Genotypic and phenotypic coefficients of variation
Estimated phenotypic coefficient of variation (PCV) and genotypic coefficient of variation (GCV) are shown in Table 3. Coefficient of variation also known as relative variability calculated as percentage is a measure to examine that how much variability exists for the selection. The genotypic coefficients of variance (GCV) were ranged from 3.52% for seed filling percentage to 47.99% for seed yield per plot followed by seed yield per hectare while the phenotypic coefficients of variance (PCV) were ranged from 8.11% for days to seed filling percentage to 48.34% for seed yield per plot followed by seed yield per hectare.
In the present study phenotypic coefficients of variation were higher than their corresponding genotypic coefficient of variation for all the studied characters. This depicts that the effect of environment on genotypes’ performance expression was high in terms of studied characters. According to Shivasubramanian and Menon (1973), almost all characters were categorized as high for phenotypic coefficient of variance (PCV) except days to flowering, maturity and seed filling percentage. Highest PCV was recorded for seed yield/ha (47.89%) and the least PCV were recorded for seed filling percentage (8.11%). Moderate PCV were recorded for days to flowering (16.65%) and days to maturity (19.57%).
High GCV were recorded for seed yield per plot (47.99%) followed by seed yield per hectare (47.54%), oil yield per hectare (46.68%), seed yield per plant (46.34%), seed number per plant head (45.96%), stand percentage (32.24%) and hundred seed weight (29.34%). Moderate PCV were recorded for plant height (17.68%) followed by head diameter (16.73%), oil content (12.12%), petiole length (10.83%) and leaf number per plant (10.23%). Low GCV were recorded for Seed filling percentage (3.52%) followed by days to maturity (8.8%), days to flowering (9.23%) and stem diameter (9.95%). High to moderate values of PCV and GCV observed in the present study indicated the existence of variability for such traits and selection may be effective based on those traits.
For low PCV and GCV recorded traits selection may not be effective.
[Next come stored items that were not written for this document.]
mod album;
mod ids;
mod playlist;
mod song;
mod user;

pub use album::Album;
pub use ids::{EntryId, PlaylistId, SongId, UserId};
pub use playlist::{CreatePlaylist, OrderedSong, Playlist, PlaylistEntry, PlaylistMixes, UpdatePlaylist};
pub use song::{CreateSong, Song, SongPage, UpdateSong};
pub use user::{CreateUser, UpdateUser, User, UserCredentials};
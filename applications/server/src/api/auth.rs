/// Authentication API routes
use crate::{
    error::{Result, ServerError},
    extract::ApiJson,
    state::AppState,
};
use axum::{extract::State, http::StatusCode, Json};
use harmony_core::types::{CreateUser, User};
use harmony_storage::users;
use serde::{Deserialize, Serialize};

#[derive(Debug, Deserialize)]
pub struct RegisterRequest {
    pub username: String,
    pub email: String,
    pub password: String,
}

#[derive(Debug, Deserialize)]
pub struct LoginRequest {
    pub email: String,
    pub password: String,
}

#[derive(Debug, Serialize)]
pub struct LoginResponse {
    pub access_token: String,
    pub refresh_token: String,
    pub token_type: String,
    pub user: User,
}

#[derive(Debug, Deserialize)]
pub struct RefreshRequest {
    pub refresh_token: String,
}

#[derive(Debug, Serialize)]
pub struct RefreshResponse {
    pub access_token: String,
    pub token_type: String,
}

/// POST /api/auth/register
pub async fn register(
    State(app_state): State<AppState>,
    ApiJson(req): ApiJson<RegisterRequest>,
) -> Result<(StatusCode, Json<LoginResponse>)> {
    if req.password.is_empty() {
        return Err(ServerError::BadRequest("Password is required".to_string()));
    }

    let password_hash = app_state.auth_service.hash_password(&req.password)?;
    let user = users::create(
        &app_state.pool,
        CreateUser {
            username: req.username,
            email: req.email,
            password_hash,
        },
    )
    .await?;

    tracing::info!(user_id = %user.id, username = %user.username, "User registered");

    Ok((StatusCode::CREATED, Json(issue_tokens(&app_state, user)?)))
}

/// POST /api/auth/login
pub async fn login(
    State(app_state): State<AppState>,
    ApiJson(req): ApiJson<LoginRequest>,
) -> Result<Json<LoginResponse>> {
    if req.email.is_empty() || req.password.is_empty() {
        return Err(ServerError::BadRequest(
            "Missing email or password".to_string(),
        ));
    }

    let credentials = users::find_by_email(&app_state.pool, &req.email)
        .await?
        .ok_or_else(|| ServerError::Auth("Invalid email or password".to_string()))?;

    if !app_state
        .auth_service
        .verify_password(&req.password, &credentials.password_hash)?
    {
        return Err(ServerError::Auth("Invalid email or password".to_string()));
    }

    tracing::info!(user_id = %credentials.user.id, "User logged in");

    Ok(Json(issue_tokens(&app_state, credentials.user)?))
}

/// POST /api/auth/refresh
pub async fn refresh(
    State(app_state): State<AppState>,
    ApiJson(req): ApiJson<RefreshRequest>,
) -> Result<Json<RefreshResponse>> {
    let user_id = app_state
        .auth_service
        .verify_refresh_token(&req.refresh_token)?;

    // Only accounts that still exist get a new access token
    users::get_by_id(&app_state.pool, user_id)
        .await?
        .ok_or_else(|| ServerError::Auth("Unknown user".to_string()))?;

    let access_token = app_state.auth_service.create_access_token(user_id)?;

    Ok(Json(RefreshResponse {
        access_token,
        token_type: "Bearer".to_string(),
    }))
}

fn issue_tokens(app_state: &AppState, user: User) -> Result<LoginResponse> {
    Ok(LoginResponse {
        access_token: app_state.auth_service.create_access_token(user.id)?,
        refresh_token: app_state.auth_service.create_refresh_token(user.id)?,
        token_type: "Bearer".to_string(),
        user,
    })
}
use std::str::FromStr;

use sqlx::{
    Sqlite, Transaction,
    pool::PoolConnection,
    sqlite::{
        SqliteConnectOptions, SqliteJournalMode, SqlitePool, SqlitePoolOptions, SqliteSynchronous,
    },
};

use crate::error::StoreError;

/// Owns the single database connection shared by every store operation.
pub(super) struct DbState {
    url: String,
    pool: SqlitePool,
}

impl std::fmt::Debug for DbState {
    fn fmt(&self, f: &mut std::fmt::Formatter<'_>) -> std::fmt::Result {
        f.debug_struct("DbState")
            .field("url", &self.url)
            .field("closed", &self.pool.is_closed())
            .finish()
    }
}

impl DbState {
    pub(super) async fn connect(url: &str) -> Result<Self, StoreError> {
        let connection_error = |source| StoreError::Connection {
            url: url.to_string(),
            source,
        };

        let connect_opts = SqliteConnectOptions::from_str(url)
            .map_err(connection_error)?
            .create_if_missing(true)
            .journal_mode(SqliteJournalMode::Wal)
            .synchronous(SqliteSynchronous::Normal)
            .foreign_keys(true);

        // One connection, kept open for the lifetime of the store.
        let pool = SqlitePoolOptions::new()
            .max_connections(1)
            .min_connections(1)
            .idle_timeout(None)
            .max_lifetime(None)
            .connect_with(connect_opts)
            .await
            .map_err(connection_error)?;

        tracing::debug!(url, "database connection opened");
        Ok(Self {
            url: url.to_string(),
            pool,
        })
    }

    pub(super) async fn conn(&self) -> Result<PoolConnection<Sqlite>, StoreError> {
        Ok(self.pool.acquire().await?)
    }

    pub(super) async fn begin(&self) -> Result<Transaction<'static, Sqlite>, StoreError> {
        Ok(self.pool.begin().await?)
    }

    pub(super) async fn migrate(&self) -> Result<(), StoreError> {
        sqlx::migrate!("./migrations").run(&self.pool).await?;
        Ok(())
    }

    pub(super) fn url(&self) -> &str {
        &self.url
    }

    pub(super) async fn close(&self) {
        self.pool.close().await;
        tracing::debug!(url = %self.url, "database connection closed");
    }
}
pub mod cleaning;
pub mod db;
pub mod export;
pub mod timestamp;
use std::path::{Path, PathBuf};

use chanvision::core::db::{DetectionDb, NewDetection};
use chanvision::error::DetectError;
use chanvision::{BoxPrediction, ObjectDetector, RunOutput};
use image::{ImageBuffer, Rgb};

/// Opens a fresh database inside a temp directory.
/// Returns both the store and the temp directory (which must be kept alive).
pub async fn create_test_db() -> (DetectionDb, tempfile::TempDir) {
    let dir = tempfile::TempDir::new().expect("Failed to create temp directory");
    let url = format!("sqlite://{}", dir.path().join("test.db").display());
    let db = DetectionDb::open(&url)
        .await
        .expect("Failed to open test database");
    (db, dir)
}

/// Writes a 64x48 red PNG named `name` into `dir`.
pub fn write_test_image(dir: &Path, name: &str) -> PathBuf {
    let img = ImageBuffer::from_fn(64, 48, |_, _| Rgb([255u8, 0u8, 0u8]));
    let path = dir.join(name);
    img.save_with_format(&path, image::ImageFormat::Png)
        .expect("Failed to save test image");
    path
}

/// Writes bytes that no image decoder accepts.
pub fn write_corrupt_image(dir: &Path, name: &str) -> PathBuf {
    let path = dir.join(name);
    std::fs::write(&path, b"definitely not a png").expect("Failed to write corrupt image");
    path
}

pub fn make_prediction(label: &str, confidence: f32, bbox: [f32; 4]) -> BoxPrediction {
    BoxPrediction {
        label: label.to_string(),
        confidence,
        xmin: bbox[0],
        ymin: bbox[1],
        xmax: bbox[2],
        ymax: bbox[3],
    }
}

/// Creates a NewDetection with test data
pub fn make_new_detection(img_name: &str, name: &str, confidence: f64) -> NewDetection {
    NewDetection {
        img_name: img_name.to_string(),
        name: name.to_string(),
        confidence,
        xmin: 10.0,
        ymin: 20.0,
        xmax: 110.5,
        ymax: 220.25,
        image_path: Some(format!("YOLO_output/{img_name}")),
        detection_time: None,
    }
}

/// Detector returning the same boxes for every decodable image.
///
/// With `write_annotated` it copies the input into the run directory, the way
/// a real model saves its annotated output.
pub struct StubDetector {
    pub predictions: Vec<BoxPrediction>,
    pub write_annotated: bool,
}

impl StubDetector {
    pub fn new(predictions: Vec<BoxPrediction>) -> Self {
        Self {
            predictions,
            write_annotated: true,
        }
    }

    pub fn without_annotations(mut self) -> Self {
        self.write_annotated = false;
        self
    }
}

impl ObjectDetector for StubDetector {
    fn infer(&self, image_path: &Path, run: &RunOutput) -> Result<Vec<BoxPrediction>, DetectError> {
        let img = image::open(image_path).map_err(|e| DetectError::input(image_path, e))?;
        if self.write_annotated {
            let name = image_path
                .file_name()
                .expect("image path has a file name")
                .to_string_lossy();
            let out = run.annotated_path(&name);
            std::fs::create_dir_all(run.dir()).map_err(|e| DetectError::inference(image_path, e))?;
            img.save(&out)
                .map_err(|e| DetectError::inference(image_path, e))?;
        }
        Ok(self.predictions.clone())
    }

    fn name(&self) -> &str {
        "stub"
    }
}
When the value of PCV and GCV proportional, indicating that high contribution of genotypic effect for phenotypic expression of those characters. From this point of view yield per plot, hundred seed weight, seed yield per hectare, oil yield per hectare seed number per plant head, seed yield per pant and stand percentage showed proportional value of GCV and PCV value. This shows that the performance expressions of these characters were less factored by environment. But for days to flowering, days to maturity, plant height, stem diameter, head diameter, leaf number per plant, petiole length and oil content PCV value were greater than GCV value which shows high influence of environment on genetic expression. This result is in accordance to the finding of Gangappa (1991) and Abu (2019) who reported low variability for these characters. But not in agreement with the findings of Reddy et al. (2012) who reported high PCV and GCV for these traits. This difference may be due to differences in genotypes source even genotype itself and studied area.
As we know genotypic coefficient of variance (GCV) provides information on the genetic variability present in quantitative traits in base population, but it is not possible to determine the amount of the variation that was heritable only from the GCV. Genetic coefficient of variance together with heritability estimates would give the best indication for the amount of advance to be expected from selection (Burton and Devane, 1953). Therefore, estimation of the heritable percentage of the variation could be more useful in quantitative genetics.
Heritability, genetic advance and genetic advance of mean
Heritability, genetic advance as the percentage of the mean (GAM) at 5% selection intensity and variance component are presented in Table 3. According to Johnson et al. (1955) heritability values more than 60% are regarded as high whereas, values less than 30% are considered to be low and values between 30% and 60% are to be moderate. Broad sense heritability ranged from 9.71% to 99.86% for stem diameter and seed number per plant, respectively. High heritability was recorded for hundred seed weight, seed yield per hectare, oil yield per hectare, seed number per plant, seed yield per plant head. It was due to high genotypic influence and low environmental influence. Therefore, Selection based on phenotypic performance of this character may help to improve those characters. Medium heritability was recorded for days to flowering, plant height and head diameter. Low heritability was observed for days to maturity, number of leaves per plant, stem diameter, petiole length, oil content and seed filling percentage. This shows that those traits are highly influenced by environment. Therefore, direct selection based on phenotypic performance may not be effective to improve those traits (Table 3).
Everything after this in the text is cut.